5. Il ressort des pièces du dossier que M. B... a quitté la Syrie en 2019 après avoir été détenu en 2012, 2015 et 2017, dans des prisons où il a fait l'objet d'actes de torture répétés en raison de son activité de media activiste et de son implication dans la dénonciation du régime en Syrie et alors qu'il subissait des menaces de la part d'un groupe armé. Les circonstances, à les supposer établies, qu'il serait titulaire d'une " kimlik " en Turquie et qu'il travaillerait, ne suffisent pas à elle seules à remettre en cause la situation de vulnérabilité dans laquelle il se trouve, alors qu'il ressort des pièces du dossier qu'il a été arrêté par les autorités turques le 8 décembre 2023 et placé dans un centre de réfugiés en raison, notamment, de son implication, avec d'autres activistes, au sein du groupe de travail " le cri du réfugié ". Ces éléments, bien que postérieurs à la date de la décision attaquée, sont de nature à révéler la situation de fait existante à la date de cette décision, alors en outre que les publications et attestations versées au dossier, ainsi que les informations figurant dans le rapport de l'organisation " HumanRights Watch ", publié le 24 octobre 2022, démontrent que les autorités turques procèdent à des expulsions forcées de ressortissants syriens vers la Syrie. Enfin, si le ministre fait valoir que la délivrance du visa sollicité emporterait un risque sécuritaire, il n'établit pas la réalité du soutien allégué de M. B... à un groupe proche du mouvement salafiste. Dans ces conditions, il ne ressort pas des pièces du dossier que la demande de visa au titre de l'asile du requérant présenterait une incompatibilité pour des raisons sécuritaires. Si l'administration fait valoir que le requérant a présenté un récit confus et contradictoire entre son entretien en 2019 et celui ayant eu lieu en 2022, cet élément n'est pas de nature, à lui seul, à justifier le refus de visa sollicité.

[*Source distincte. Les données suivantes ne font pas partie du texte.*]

use std::env;
use std::fs;
use std::io::{self, Read};
use std::process;

use wiki_parser::{parse_episode_tables, parse_html_quotes, parse_wikitext_quotes, ParseOptions};

fn main() {
    if let Err(err) = run() {
        eprintln!("{}: {err}", env!("CARGO_PKG_NAME"));
        process::exit(1);
    }
}

fn run() -> Result<(), String> {
    let mut args = env::args();
    let program = args
        .next()
        .unwrap_or_else(|| env!("CARGO_PKG_NAME").to_string());

    let mode = match args.next() {
        Some(flag) if is_help_flag(&flag) => {
            print_help(&program);
            return Ok(());
        }
        Some(flag) if is_version_flag(&flag) => {
            println!("{}", env!("CARGO_PKG_VERSION"));
            return Ok(());
        }
        Some(mode) => Mode::parse(&mode).ok_or_else(|| {
            format!("unknown mode: {mode}\n{}", usage(&program))
        })?,
        None => return Err(usage(&program)),
    };

    let input = match args.next() {
        Some(path) if path == "-" => Input::Stdin,
        Some(path) => Input::File(path),
        None => Input::Stdin,
    };

    if let Some(extra) = args.next() {
        return Err(format!("unexpected argument: {extra}\n{}", usage(&program)));
    }

    let document = match input {
        Input::Stdin => read_stdin()?,
        Input::File(path) => read_file(&path)?,
    };

    let json = match mode {
        Mode::Episodes => {
            serde_json::to_string_pretty(&parse_episode_tables(&document, &ParseOptions::default()))
        }
        Mode::QuotesHtml => serde_json::to_string_pretty(&parse_html_quotes(&document, None, false)),
        Mode::QuotesWikitext => serde_json::to_string_pretty(&parse_wikitext_quotes(&document, None)),
    }
    .map_err(|err| format!("failed to serialize JSON: {err}"))?;
    println!("{json}");
    Ok(())
}

enum Mode {
    Episodes,
    QuotesHtml,
    QuotesWikitext,
}

impl Mode {
    fn parse(value: &str) -> Option<Self> {
        match value {
            "episodes" => Some(Self::Episodes),
            "quotes-html" => Some(Self::QuotesHtml),
            "quotes-wikitext" => Some(Self::QuotesWikitext),
            _ => None,
        }
    }
}

enum Input {
    Stdin,
    File(String),
}

fn is_help_flag(arg: &str) -> bool {
    arg == "-h" || arg == "--help"
}

fn is_version_flag(arg: &str) -> bool {
    arg == "-V" || arg == "--version"
}

fn read_file(path: &str) -> Result<String, String> {
    fs::read_to_string(path).map_err(|err| format!("failed to read '{path}': {err}"))
}

fn read_stdin() -> Result<String, String> {
    let mut buf = String::new();
    io::stdin()
        .read_to_string(&mut buf)
        .map_err(|err| format!("failed to read stdin: {err}"))?;
    Ok(buf)
}

fn print_help(program: &str) {
    println!(
        "{}\n\nOptions:\n  -h, --help      Show this message\n  -V, --version   Print package version",
        usage(program)
    );
}

fn usage(program: &str) -> String {
    format!(
        "Usage: {program} <episodes|quotes-html|quotes-wikitext> [FILE|-]\n\n\
         Parses a saved episode list page, rendered quote page or quote page wikitext \
         and prints the candidates as JSON. When no file is passed, stdin is used."
    )
}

6. Il résulte de tout ce qui précède que le ministre de l'intérieur n'est pas fondé à soutenir que c'est à tort que, par le jugement attaqué, le tribunal administratif de Nantes a annulé la décision du 21 avril 2023 par laquelle le ministre de l'intérieur et des outre-mer a refusé de délivrer à M. B... un visa en vue de déposer une demande d'asile.
D E C I D E :
Article 1er : La requête du ministre d'Etat, ministre de l'intérieur est rejetée.
Article 2 : Le présent arrêt sera notifié au ministre de l'intérieur et à M. A... B....

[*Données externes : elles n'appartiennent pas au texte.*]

//! Harvest runs: fetch, parse, dedup and enrich one dataset.
//!
//! Both datasets are produced by an ordered chain of strategies. Each strategy
//! is tried in turn and the first one yielding records wins; when every
//! strategy comes back empty the run fails instead of producing an empty
//! dataset.

use thiserror::Error;
use tracing::{debug, info, warn};
use wiki_parser::{
    parse_episode_tables, parse_html_quotes, parse_season, parse_wikitext_quotes,
    strip_wiki_markup, EpisodeRow, ParseOptions, QuoteLine,
};

use crate::controls::{FetchControls, SeriesConfig};
use crate::dedup::dedup_and_index;
use crate::enrich::{ChatBackend, EnrichContext, Enricher};
use crate::fetch::{FetchError, Source, SourceFetcher, Transport};
use crate::records::{
    EpisodeRecord, QuoteRecord, RecordKind, TopicVocabulary, SUMMARY_PLACEHOLDER,
    WIKIQUOTE_SOURCE,
};
use crate::wiki_api::MediaWikiApi;

/// Fatal conditions for a run.
#[derive(Debug, Error)]
pub enum PipelineError {
    /// A required document could not be read from any location.
    #[error(transparent)]
    Fetch(#[from] FetchError),
    #[error("invalid source URL: {0}")]
    Url(#[from] url::ParseError),
    /// Every strategy produced zero records.
    #[error("parsed 0 {0} after every strategy; aborting to avoid overwriting data")]
    NoRecords(RecordKind),
}

/// Ways of finding episode rows, in the order they are tried.
#[derive(Debug, Clone, Copy, PartialEq, Eq)]
enum EpisodeStrategy {
    /// Every episode table of the full list page.
    DocumentTables,
    /// One season section of the list page at a time.
    SeasonSections,
}

impl EpisodeStrategy {
    const CHAIN: [Self; 2] = [Self::DocumentTables, Self::SeasonSections];
}

/// Ways of finding quotes, in the order they are tried.
#[derive(Debug, Clone, Copy, PartialEq, Eq)]
enum QuoteStrategy {
    /// One page per season, wikitext first then rendered HTML.
    SeasonPages,
    /// The series' main quote page, unattributed to a season.
    BasePage,
}

impl QuoteStrategy {
    const CHAIN: [Self; 2] = [Self::SeasonPages, Self::BasePage];
}

/// Drives one harvest over a transport and a classifier backend.
pub struct Harvester<T, B> {
    fetcher: SourceFetcher<T>,
    enricher: Enricher<B>,
    series: SeriesConfig,
    controls: FetchControls,
    wikipedia: MediaWikiApi,
    wikiquote: MediaWikiApi,
    debug: bool,
}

Délibéré après l'audience du 4 juillet 2025, à laquelle siégeaient :
- M. Gaspon, président,
- M. Coiffet, président-assesseur,
- M. Pons, premier conseiller.
Rendu public par mise à disposition au greffe, le 15 juillet 2025.
Le rapporteur,
F. PONSLe président,
O. GASPON
La greffière,
I. PETTON
La République mande et ordonne au ministre d'Etat, ministre de l'intérieur en ce qui le concerne, et à tous commissaires de justice à ce requis en ce qui concerne les voies de droit commun contre les parties privées, de pourvoir à l'exécution de la présente décision.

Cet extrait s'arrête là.